By Magaly Muñoz
On Monday morning, community leaders including representatives from the Oakland NAACP chapter held a press conference at Acts Full Gospel Church to discuss their response to the city’s failure to meet the deadline for applying for state funding aimed at tackling organized retail crime.
Last year Gov. Gavin Newsom signed Senate Bills 154 and 178 introduced by Sen. Nancy Skinner (D-Alameda) allocating a total of $267,118,293 to fight organized retail crime, the largest-ever single investment by the state.
On Sept. 14, the Board of State and Community Corrections (BSCC) awarded grants from the state budget to 55 local law enforcement agencies across California as part of the Governor’s Real Public Safety Plan. These grants, aimed at preventing, investigating, and prosecuting cases of organized retail theft, will be distributed among 34 police departments, 7 sheriff’s departments, one probation department, and 13 district attorney offices.
The application for the awards opened on April 14 and were due by July 7 at 5 p.m. (PST) through an online submission port.

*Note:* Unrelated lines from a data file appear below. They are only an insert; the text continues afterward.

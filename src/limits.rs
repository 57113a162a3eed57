use crate::error::ViewError;

/// Largest image side the viewer accepts by default.
pub const VIEWER_MAX_SIDE: u64 = 16_384;

/// Resource limits checked after the header is parsed, before the pixel
/// buffer is reserved.
///
/// `Limits::default()` is unlimited; [`Limits::viewer`] is what the viewer
/// decodes dropped files with.
#[derive(Clone, Debug, Default, PartialEq, Eq)]
pub struct Limits {
    pub max_width: Option<u64>,
    pub max_height: Option<u64>,
    /// Maximum pixel count (width * height).
    pub max_pixels: Option<u64>,
    /// Maximum size of the packed pixel buffer.
    pub max_memory_bytes: Option<u64>,
}

impl Limits {
    /// Caps for interactive viewing: 16384x16384 pixels, 1 GiB of pixels.
    pub fn viewer() -> Self {
        let max_pixels = VIEWER_MAX_SIDE * VIEWER_MAX_SIDE;
        Self {
            max_width: Some(VIEWER_MAX_SIDE),
            max_height: Some(VIEWER_MAX_SIDE),
            max_pixels: Some(max_pixels),
            max_memory_bytes: Some(max_pixels * crate::pixel::BYTES_PER_PIXEL as u64),
        }
    }

    pub fn with_max_pixels(mut self, pixels: u64) -> Self {
        self.max_pixels = Some(pixels);
        self
    }

    pub fn with_max_memory_bytes(mut self, bytes: u64) -> Self {
        self.max_memory_bytes = Some(bytes);
        self
    }

    /// Check a parsed header and the buffer size it implies.
    pub(crate) fn check(&self, width: u32, height: u32, bytes: usize) -> Result<(), ViewError> {
        let pixels = u64::from(width) * u64::from(height);
        exceeds("width", u64::from(width), self.max_width)?;
        exceeds("height", u64::from(height), self.max_height)?;
        exceeds("pixel count", pixels, self.max_pixels)?;
        exceeds("pixel buffer bytes", bytes as u64, self.max_memory_bytes)
    }
}

fn exceeds(what: &str, value: u64, limit: Option<u64>) -> Result<(), ViewError> {
    match limit {
        Some(max) if value > max => Err(ViewError::LimitExceeded(format!(
            "{what} {value} exceeds limit {max}"
        ))),
        _ => Ok(()),
    }
}

#[cfg(test)]
mod tests {
    use super::*;

    #[test]
    fn unlimited_by_default() {
        assert!(Limits::default().check(u32::MAX, u32::MAX, usize::MAX).is_ok());
    }

    #[test]
    fn viewer_caps_side_and_buffer() {
        let limits = Limits::viewer();
        assert!(limits.check(16_384, 16_384, 16_384 * 16_384 * 4).is_ok());
        assert!(matches!(
            limits.check(16_385, 1, 16_385 * 4),
            Err(ViewError::LimitExceeded(_))
        ));
        assert!(matches!(
            limits.check(60_000, 60_000, usize::MAX),
            Err(ViewError::LimitExceeded(_))
        ));
    }

    #[test]
    fn builder_sets_single_caps() {
        let limits = Limits::default()
            .with_max_pixels(50)
            .with_max_memory_bytes(16);
        assert!(limits.check(4, 1, 16).is_ok());
        assert!(limits.check(10, 6, 16).is_err());
        assert!(limits.check(5, 1, 20).is_err());
    }
}
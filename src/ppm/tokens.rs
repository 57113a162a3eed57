//! Streaming token scanner for textual pixel maps.
//!
//! Tokens are runs of non-whitespace bytes. `#` starts a comment that runs to
//! the end of the line; comments separate tokens like whitespace does.

use std::io::{self, BufRead};

/// Outcome of scanning one token.
#[derive(Clone, Copy, Debug, PartialEq, Eq)]
pub(crate) enum Scan<T> {
    Value(T),
    /// Input ended before the token started.
    Eof,
    /// A token was present but could not be interpreted.
    Malformed,
}

pub(crate) struct Tokens<R> {
    reader: R,
}

impl<R: BufRead> Tokens<R> {
    pub(crate) fn new(reader: R) -> Self {
        Self { reader }
    }

    fn peek(&mut self) -> io::Result<Option<u8>> {
        loop {
            match self.reader.fill_buf() {
                Ok(buf) => return Ok(buf.first().copied()),
                Err(e) if e.kind() == io::ErrorKind::Interrupted => continue,
                Err(e) => return Err(e),
            }
        }
    }

    fn bump(&mut self) {
        self.reader.consume(1);
    }

    fn skip_separators(&mut self) -> io::Result<()> {
        while let Some(b) = self.peek()? {
            if b == b'#' {
                while let Some(c) = self.peek()? {
                    self.bump();
                    if c == b'\n' || c == b'\r' {
                        break;
                    }
                }
            } else if is_space(b) {
                self.bump();
            } else {
                break;
            }
        }
        Ok(())
    }

    /// Read a two-byte tag token such as `P3`.
    ///
    /// Tokens of any other length are malformed.
    pub(crate) fn next_tag(&mut self) -> io::Result<Scan<[u8; 2]>> {
        self.skip_separators()?;
        let mut tag = [0u8; 2];
        let mut len = 0usize;
        while let Some(b) = self.peek()? {
            if is_separator(b) {
                break;
            }
            self.bump();
            if len < tag.len() {
                tag[len] = b;
            }
            len += 1;
            if len > tag.len() {
                return Ok(Scan::Malformed);
            }
        }
        Ok(match len {
            0 => Scan::Eof,
            2 => Scan::Value(tag),
            _ => Scan::Malformed,
        })
    }

    /// Read an unsigned decimal token.
    ///
    /// Non-digit bytes and values past `u32::MAX` are malformed.
    pub(crate) fn next_u32(&mut self) -> io::Result<Scan<u32>> {
        self.skip_separators()?;
        let mut value: u32 = 0;
        let mut digits = 0usize;
        while let Some(b) = self.peek()? {
            if is_separator(b) {
                break;
            }
            if !b.is_ascii_digit() {
                return Ok(Scan::Malformed);
            }
            self.bump();
            value = match value
                .checked_mul(10)
                .and_then(|v| v.checked_add(u32::from(b - b'0')))
            {
                Some(v) => v,
                None => return Ok(Scan::Malformed),
            };
            digits += 1;
        }
        Ok(if digits == 0 {
            Scan::Eof
        } else {
            Scan::Value(value)
        })
    }
}

/// C `isspace`: ASCII whitespace plus vertical tab.
#[inline]
fn is_space(b: u8) -> bool {
    b.is_ascii_whitespace() || b == 0x0b
}

#[inline]
fn is_separator(b: u8) -> bool {
    is_space(b) || b == b'#'
}

#[cfg(test)]
mod tests {
    use super::*;

    fn tokens(s: &str) -> Tokens<&[u8]> {
        Tokens::new(s.as_bytes())
    }

    #[test]
    fn numbers_across_any_whitespace() {
        let mut t = tokens("  12\n\t7\r\n 0 ");
        assert_eq!(t.next_u32().unwrap(), Scan::Value(12));
        assert_eq!(t.next_u32().unwrap(), Scan::Value(7));
        assert_eq!(t.next_u32().unwrap(), Scan::Value(0));
        assert_eq!(t.next_u32().unwrap(), Scan::Eof);
    }

    #[test]
    fn comments_are_whitespace() {
        let mut t = tokens("P3 # made by hand\n# another\n4#trailing\n5");
        assert_eq!(t.next_tag().unwrap(), Scan::Value(*b"P3"));
        assert_eq!(t.next_u32().unwrap(), Scan::Value(4));
        assert_eq!(t.next_u32().unwrap(), Scan::Value(5));
        assert_eq!(t.next_u32().unwrap(), Scan::Eof);
    }

    #[test]
    fn vertical_tab_separates() {
        let mut t = tokens("P3\x0b1\x0b\x0b2\x0b");
        assert_eq!(t.next_tag().unwrap(), Scan::Value(*b"P3"));
        assert_eq!(t.next_u32().unwrap(), Scan::Value(1));
        assert_eq!(t.next_u32().unwrap(), Scan::Value(2));
        assert_eq!(t.next_u32().unwrap(), Scan::Eof);
    }

    #[test]
    fn non_numeric_is_malformed() {
        assert_eq!(tokens("12a").next_u32().unwrap(), Scan::Malformed);
        assert_eq!(tokens("-1").next_u32().unwrap(), Scan::Malformed);
        assert_eq!(tokens("x").next_u32().unwrap(), Scan::Malformed);
    }

    #[test]
    fn overflow_is_malformed() {
        assert_eq!(
            tokens("4294967295").next_u32().unwrap(),
            Scan::Value(u32::MAX)
        );
        assert_eq!(tokens("4294967296").next_u32().unwrap(), Scan::Malformed);
    }

    #[test]
    fn tag_length_must_be_two() {
        assert_eq!(tokens("P").next_tag().unwrap(), Scan::Malformed);
        assert_eq!(tokens("P33 1").next_tag().unwrap(), Scan::Malformed);
        assert_eq!(tokens("P6\n").next_tag().unwrap(), Scan::Value(*b"P6"));
        assert_eq!(tokens(" \n# only a comment").next_tag().unwrap(), Scan::Eof);
    }
}
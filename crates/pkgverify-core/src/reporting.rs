//! Results artifact and human-readable report rendering.

use std::path::Path;

use chrono::{DateTime, Utc};
use serde::{Deserialize, Serialize};
use uuid::Uuid;

use crate::badges::shields_badge_url;
use crate::domain::{CheckName, RepositoryVerdict, Result, RunResultSet, VerifyError};

/// Version of the results document layout.
pub const RESULTS_SCHEMA_VERSION: u32 = 1;

/// One failing repository in the quick-triage list.
#[derive(Debug, Clone, Serialize, Deserialize, PartialEq, Eq)]
pub struct FailureEntry {
    pub url: String,
    pub reason: String,
}

/// Persisted form of a [`RunResultSet`].
#[derive(Debug, Clone, Serialize, Deserialize, PartialEq)]
pub struct ResultsArtifact {
    pub schema_version: u32,
    pub run_id: Uuid,
    pub generated_at: DateTime<Utc>,
    pub total: usize,
    pub passed: usize,
    pub failed: usize,
    pub failures: Vec<FailureEntry>,
    pub repositories: Vec<RepositoryVerdict>,
}

impl ResultsArtifact {
    pub fn from_result_set(set: &RunResultSet) -> Self {
        Self {
            schema_version: RESULTS_SCHEMA_VERSION,
            run_id: set.run_id,
            generated_at: set.generated_at,
            total: set.total(),
            passed: set.passed_count(),
            failed: set.failed_count(),
            failures: set
                .verdicts
                .iter()
                .filter(|v| !v.passed)
                .map(|v| FailureEntry {
                    url: v.repository.to_string(),
                    reason: v.reason().to_string(),
                })
                .collect(),
            repositories: set.verdicts.clone(),
        }
    }
}

fn write_text(path: &Path, content: &str) -> Result<()> {
    if let Some(parent) = path.parent().filter(|p| !p.as_os_str().is_empty()) {
        std::fs::create_dir_all(parent).map_err(|e| VerifyError::fs(parent, e))?;
    }
    std::fs::write(path, content).map_err(|e| VerifyError::fs(path, e))
}

/// Write the results document as pretty JSON, replacing any previous one.
pub fn write_results_json(path: &Path, set: &RunResultSet) -> Result<()> {
    let artifact = ResultsArtifact::from_result_set(set);
    let mut content = serde_json::to_string_pretty(&artifact)?;
    content.push('\n');
    write_text(path, &content)
}

/// Output format of the rendered report.
#[derive(Debug, Clone, Copy, PartialEq, Eq)]
pub enum ReportFormat {
    Html,
    Markdown,
}

impl ReportFormat {
    /// Markdown for `.md`/`.markdown` paths, HTML otherwise.
    pub fn from_path(path: &Path) -> Self {
        match path
            .extension()
            .map(|e| e.to_string_lossy().to_ascii_lowercase())
            .as_deref()
        {
            Some("md") | Some("markdown") => ReportFormat::Markdown,
            _ => ReportFormat::Html,
        }
    }
}

/// Render and write the report; the format follows the file extension.
pub fn write_report(path: &Path, set: &RunResultSet, badge_base_url: &str) -> Result<()> {
    let content = match ReportFormat::from_path(path) {
        ReportFormat::Html => render_html_report(set, badge_base_url),
        ReportFormat::Markdown => render_markdown_report(set, badge_base_url),
    };
    write_text(path, &content)
}

fn escape_html(raw: &str) -> String {
    let mut out = String::with_capacity(raw.len());
    for c in raw.chars() {
        match c {
            '&' => out.push_str("&amp;"),
            '<' => out.push_str("&lt;"),
            '>' => out.push_str("&gt;"),
            '"' => out.push_str("&quot;"),
            '\'' => out.push_str("&#39;"),
            _ => out.push(c),
        }
    }
    out
}

const HTML_STYLE: &str = r#"    :root {
      --ink: #1f2933;
      --pass: #2a9d8f;
      --fail: #e63946;
      --card: #ffffff;
      --shadow: rgba(31, 41, 51, 0.12);
    }
    * { box-sizing: border-box; }
    body {
      margin: 0;
      font-family: "Trebuchet MS", "DejaVu Sans", sans-serif;
      color: var(--ink);
      background: linear-gradient(135deg, #fef9ef, #cce3de);
      min-height: 100vh;
    }
    header { padding: 48px 24px 24px; text-align: center; }
    h1 { margin: 0 0 8px; font-size: clamp(2rem, 4vw, 3.2rem); }
    p.subtitle { margin: 0; color: #3d5a80; }
    .grid {
      display: grid;
      gap: 16px;
      padding: 16px 24px 64px;
      grid-template-columns: repeat(auto-fit, minmax(260px, 1fr));
    }
    .card {
      background: var(--card);
      padding: 16px;
      border-radius: 16px;
      box-shadow: 0 10px 25px var(--shadow);
      display: grid;
      gap: 10px;
      align-content: start;
    }
    .repo { color: var(--ink); font-weight: 700; text-decoration: none; word-break: break-word; }
    .status { font-weight: 700; text-transform: uppercase; letter-spacing: 0.08em; }
    .status.pass { color: var(--pass); }
    .status.fail { color: var(--fail); }
    .reason { margin: 0; font-size: 0.85rem; white-space: pre-wrap; word-break: break-word; }
    .badge { width: fit-content; max-width: 100%; height: auto; }
"#;

/// Standalone HTML page with one card per repository, in input order.
pub fn render_html_report(set: &RunResultSet, badge_base_url: &str) -> String {
    let mut out = String::new();
    out.push_str("<!doctype html>\n<html lang=\"en\">\n<head>\n");
    out.push_str("  <meta charset=\"utf-8\" />\n");
    out.push_str("  <meta name=\"viewport\" content=\"width=device-width, initial-scale=1\" />\n");
    out.push_str("  <title>Hall of Fame</title>\n  <style>\n");
    out.push_str(HTML_STYLE);
    out.push_str("  </style>\n</head>\n<body>\n  <header>\n");
    out.push_str("    <h1>Hall of Fame</h1>\n");
    out.push_str(&format!(
        "    <p class=\"subtitle\">{} of {} packages verified &middot; {}</p>\n",
        set.passed_count(),
        set.total(),
        set.generated_at.format("%Y-%m-%d %H:%M UTC")
    ));
    out.push_str("  </header>\n  <main class=\"grid\">\n");

    if set.verdicts.is_empty() {
        out.push_str("    <p>No repos verified yet.</p>\n");
    }
    for verdict in &set.verdicts {
        let url = escape_html(verdict.repository.as_str());
        let (class, label) = if verdict.passed {
            ("pass", "PASS")
        } else {
            ("fail", "FAIL")
        };
        out.push_str("    <article class=\"card\">\n");
        out.push_str(&format!("      <a class=\"repo\" href=\"{url}\">{url}</a>\n"));
        out.push_str(&format!(
            "      <div class=\"status {class}\">{label}</div>\n"
        ));
        if let Some(reason) = verdict.failure_reason() {
            out.push_str(&format!(
                "      <p class=\"reason\">{}</p>\n",
                escape_html(reason)
            ));
        }
        out.push_str(&format!(
            "      <img class=\"badge\" src=\"{}\" alt=\"{} badge\" />\n",
            escape_html(&shields_badge_url(badge_base_url, &verdict.slug)),
            escape_html(&verdict.slug)
        ));
        out.push_str("    </article>\n");
    }

    out.push_str("  </main>\n</body>\n</html>\n");
    out
}

fn markdown_cell(raw: &str) -> String {
    raw.replace('|', "\\|").replace('\n', " ")
}

/// Markdown table with one row per repository and one column per check.
pub fn render_markdown_report(set: &RunResultSet, badge_base_url: &str) -> String {
    let mut out = String::new();
    out.push_str("# Hall of Fame\n\n");
    out.push_str(&format!(
        "{} of {} packages verified ({}).\n\n",
        set.passed_count(),
        set.total(),
        set.generated_at.format("%Y-%m-%d %H:%M UTC")
    ));

    if set.verdicts.is_empty() {
        out.push_str("No repos verified yet.\n");
        return out;
    }

    out.push_str("| Repository | Status | Badge |");
    for name in CheckName::ALL {
        out.push_str(&format!(" `{name}` |"));
    }
    out.push_str("\n|---|---|---|");
    for _ in CheckName::ALL {
        out.push_str("---|");
    }
    out.push('\n');

    for verdict in &set.verdicts {
        let url = markdown_cell(verdict.repository.as_str());
        out.push_str(&format!(
            "| [{url}]({url}) | {} | ![{}]({}) |",
            if verdict.passed { "PASS" } else { "FAIL" },
            verdict.slug,
            shields_badge_url(badge_base_url, &verdict.slug)
        ));
        for check in &verdict.checks {
            out.push_str(if check.passed { " pass |" } else { " fail |" });
        }
        out.push('\n');
    }

    let failures: Vec<_> = set.verdicts.iter().filter(|v| !v.passed).collect();
    if !failures.is_empty() {
        out.push_str("\n## Failures\n\n");
        for verdict in failures {
            out.push_str(&format!(
                "- {}: {}\n",
                markdown_cell(verdict.repository.as_str()),
                markdown_cell(verdict.reason())
            ));
        }
    }
    out
}
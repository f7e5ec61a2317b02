//! Domain model: references, check outcomes, verdicts, badges, errors.

pub mod badge;
pub mod check;
pub mod error;
pub mod reference;
pub mod verdict;

pub use badge::{BadgeDescriptor, BadgePolicy};
pub use check::{CheckName, CheckOutcome};
pub use error::{FetchError, Result, VerifyError};
pub use reference::RepositoryReference;
pub use verdict::{RepositoryVerdict, RunResultSet};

In the Bay Area, law enforcement grants were awarded to San Francisco ($17.3 million), Fremont ($2.4 million), Newark ($986,444), Vacaville ($4.4 million), Santa Rosa ($560,653) and San Ramon ($5.6 million). In addition, $2 million in grants were awarded to the Alameda County District Attorney and San Francisco District Attorney.
Had Oakland made the application deadline, NAACP estimates that it could have received about $15 million for “extra police patrols, squad cars, and automated license plate readers to track down suspected perpetrators of crime.”
Participating on the press conference panel from the Oakland NAACP branch were Robert L. Harris, general counsel; Cynthia Adams, chapter president; Greg McConnell, lifetime member; Terry Whiley, legal redress committee chair; and representing the community was Carl Chan, former president of Oakland Chinatown Chamber of Commerce; Bishop Bob Jackson, senior pastor at Acts Full Gospel Church; and Noel Gallo, Oakland city councilmember.
The panel said they don’t fully believe that the city accidentally missed the grant deadline, but just didn’t care to complete the application for unknown reasons that should be shared with the community. This has prompted the NAACP to ask for an independent investigation by the city auditor.
“Why wasn’t the application for a $15 million grant to fight retail theft not given the highest priority by the city administrator’s office?” Terry Wiley, a former district attorney with Alameda County, calling for an investigation.
Along with calling for an investigation, the NAACP announced a 10-point plan that they believe will create a safer environment in Oakland.
The points include ensuring 911 centers are fully staffed, installing surveillance cameras and license plate readers, implementing community policing strategies, and increasing the staff of the Oakland PD to 1,000 officers. The plan also proposes rehiring of former police chief LeRonne Armstrong, who was dismissed in February by Mayor Sheng Thao over allegations of mishandling officer misconduct cases.
Chan told the audience that the city’s ongoing crime spree has prompted business closures, as workers and community feel unsafe, deterring them from supporting local businesses.
“It’s pretty sad to see that many businesses are suffering, along with people, whether they’re driving down on the street, carjacking or home invasion,” Chan said. “Many of our seniors are afraid of walking down our own streets, and it’s not right, it’s not fair.”
Because of these business closures, Chan announced plans for a one-day strike by Oakland’s small businesses to signal to the city that “enough is enough” and more action is needed against retail crime.
The panel also shared that Mayor Thao has repeatedly declined to meet with the NAACP Oakland chapter to discuss their concerns and proposed plans to combat the crimes in the city.
ABC7 reported that in a press conference at Oakland Airport on Monday, the mayor said she thinks it’s “utter BS” and “not true at all” that the city did not want to apply for the grant. She said that the city will be receiving 300 surveillance cameras from the governor’s office and are looking to start launching large drones to track down perpetrators, awaiting the FAA’s approval.
Adams concluded the press conference by demanding a statement and an apology from the mayor for neglecting to apply for a state grant that could have benefited the Oakland community.
“What is going on in Oakland is a civil rights issue,” Adams said. “The buck stops with the mayor. This is the mayor’s fault. We need to hear a statement, we need to hear an apology from the mayor for what she did to the citizens of Oakland.”